An Exciting Discovered "Opinion" on the Eventual Triumph of Arbitration

Adam Steinman posts at the Civil Procedure and Federal Courts Blog about this paper by Charles Sullivan and Timothy Glynn, The FAA Triumphal: A Modest Opinion.

The paper begins on a dramatic note:

The opinion reproduced below was delivered to us anonymously, with a cover note stating that it had been found on a photocopy machine in the Supreme Court of the United States.  Efforts to identify the source of the note have been unsuccessful; further, we have been unable to confirm that a case denominated Pasquinade v. Quillet Enterprises, Inc., was ever filed in that Court or in any other federal court.
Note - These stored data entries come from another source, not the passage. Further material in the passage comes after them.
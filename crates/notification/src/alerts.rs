//! Alert registry (§4.9): CRUD plus JSON-file persistence. Corruption at
//! load yields an empty registry, never a crash (§6 "Persisted state").

use crate::config::CONFIG;
use shared_models::alert::Alert;
use std::collections::HashMap;
use std::sync::Mutex;

pub struct AlertStore {
    alerts: Mutex<HashMap<String, Alert>>,
    path: String,
}

impl AlertStore {
    pub fn load() -> Self {
        let path = format!("{}/alerts.json", CONFIG.alert_store_dir);
        let alerts = std::fs::read_to_string(&path)
            .ok()
            .and_then(|raw| serde_json::from_str::<HashMap<String, Alert>>(&raw).ok())
            .unwrap_or_default();
        Self { alerts: Mutex::new(alerts), path }
    }

    fn persist(&self, alerts: &HashMap<String, Alert>) {
        let Ok(_) = std::fs::create_dir_all(&CONFIG.alert_store_dir) else { return };
        if let Ok(json) = serde_json::to_string_pretty(alerts) {
            let _ = std::fs::write(&self.path, json);
        }
    }

    pub fn insert(&self, alert: Alert) {
        let mut alerts = self.alerts.lock().expect("alert store poisoned");
        alerts.insert(alert.alert_id.clone(), alert);
        self.persist(&alerts);
    }

    pub fn delete(&self, alert_id: &str) -> bool {
        let mut alerts = self.alerts.lock().expect("alert store poisoned");
        let removed = alerts.remove(alert_id).is_some();
        if removed {
            self.persist(&alerts);
        }
        removed
    }

    pub fn list(&self, user_id: Option<&str>, active_only: bool) -> Vec<Alert> {
        let alerts = self.alerts.lock().expect("alert store poisoned");
        alerts
            .values()
            .filter(|a| user_id.map(|u| a.owner.as_deref() == Some(u)).unwrap_or(true))
            .filter(|a| !active_only || !a.triggered)
            .cloned()
            .collect()
    }

    pub fn active_alerts(&self) -> Vec<Alert> {
        self.list(None, true)
    }

    /// Runs `f` over every alert whose symbol matches an entry in `quotes`,
    /// mutating in place, then persists once (§5 "Writes of the JSON file
    /// happen under the lock").
    pub fn apply_quotes(&self, quotes: &HashMap<String, f64>, mut f: impl FnMut(&mut Alert, f64) -> bool) -> Vec<Alert> {
        let mut alerts = self.alerts.lock().expect("alert store poisoned");
        let mut fired = Vec::new();
        for alert in alerts.values_mut() {
            if alert.triggered {
                continue;
            }
            if let Some(&price) = quotes.get(&alert.symbol) {
                if f(alert, price) {
                    fired.push(alert.clone());
                }
            }
        }
        self.persist(&alerts);
        fired
    }
}

#[cfg(test)]
mod tests {
    use super::*;
    use shared_models::alert::AlertCondition;

    #[test]
    fn insert_then_delete_restores_empty_list() {
        let store = AlertStore { alerts: Mutex::new(HashMap::new()), path: "/tmp/notif-test-alerts.json".to_string() };
        let alert = Alert::new("A1", "SYM", AlertCondition::Above, 100.0, None, None);
        store.insert(alert);
        assert_eq!(store.list(None, false).len(), 1);
        store.delete("A1");
        assert_eq!(store.list(None, false).len(), 0);
    }
}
The rest of the paper consists of the Pasquinade opinion, the beginning of which indicates that exciting things are to follow:

We hold both that the failure to refer to arbitration in haec verba does not bar a finding of an agreement to arbitrate under the Federal Arbitration Act, and that arbitration is so much the preferred method of dispute resolution under the FAA that, for all contracts within its ambit, arbitration should be presumptively the sole method of resolving disputes that arise under that contract. Only when the parties have expressly and unmistakably negated arbitration, and insisted on judicial resolution, should a court refuse to order arbitration.

I recommend that you read the entire opinion.  For example, take this passage from the beginning of the opinion:

The dissent’s position that this matter is not an “important question of federal law” is truly jawdropping.  After all, with only mild hyperbole, our decision today will oust both federal and state courts of jurisdiction to decide almost all contract claims. What could be more important?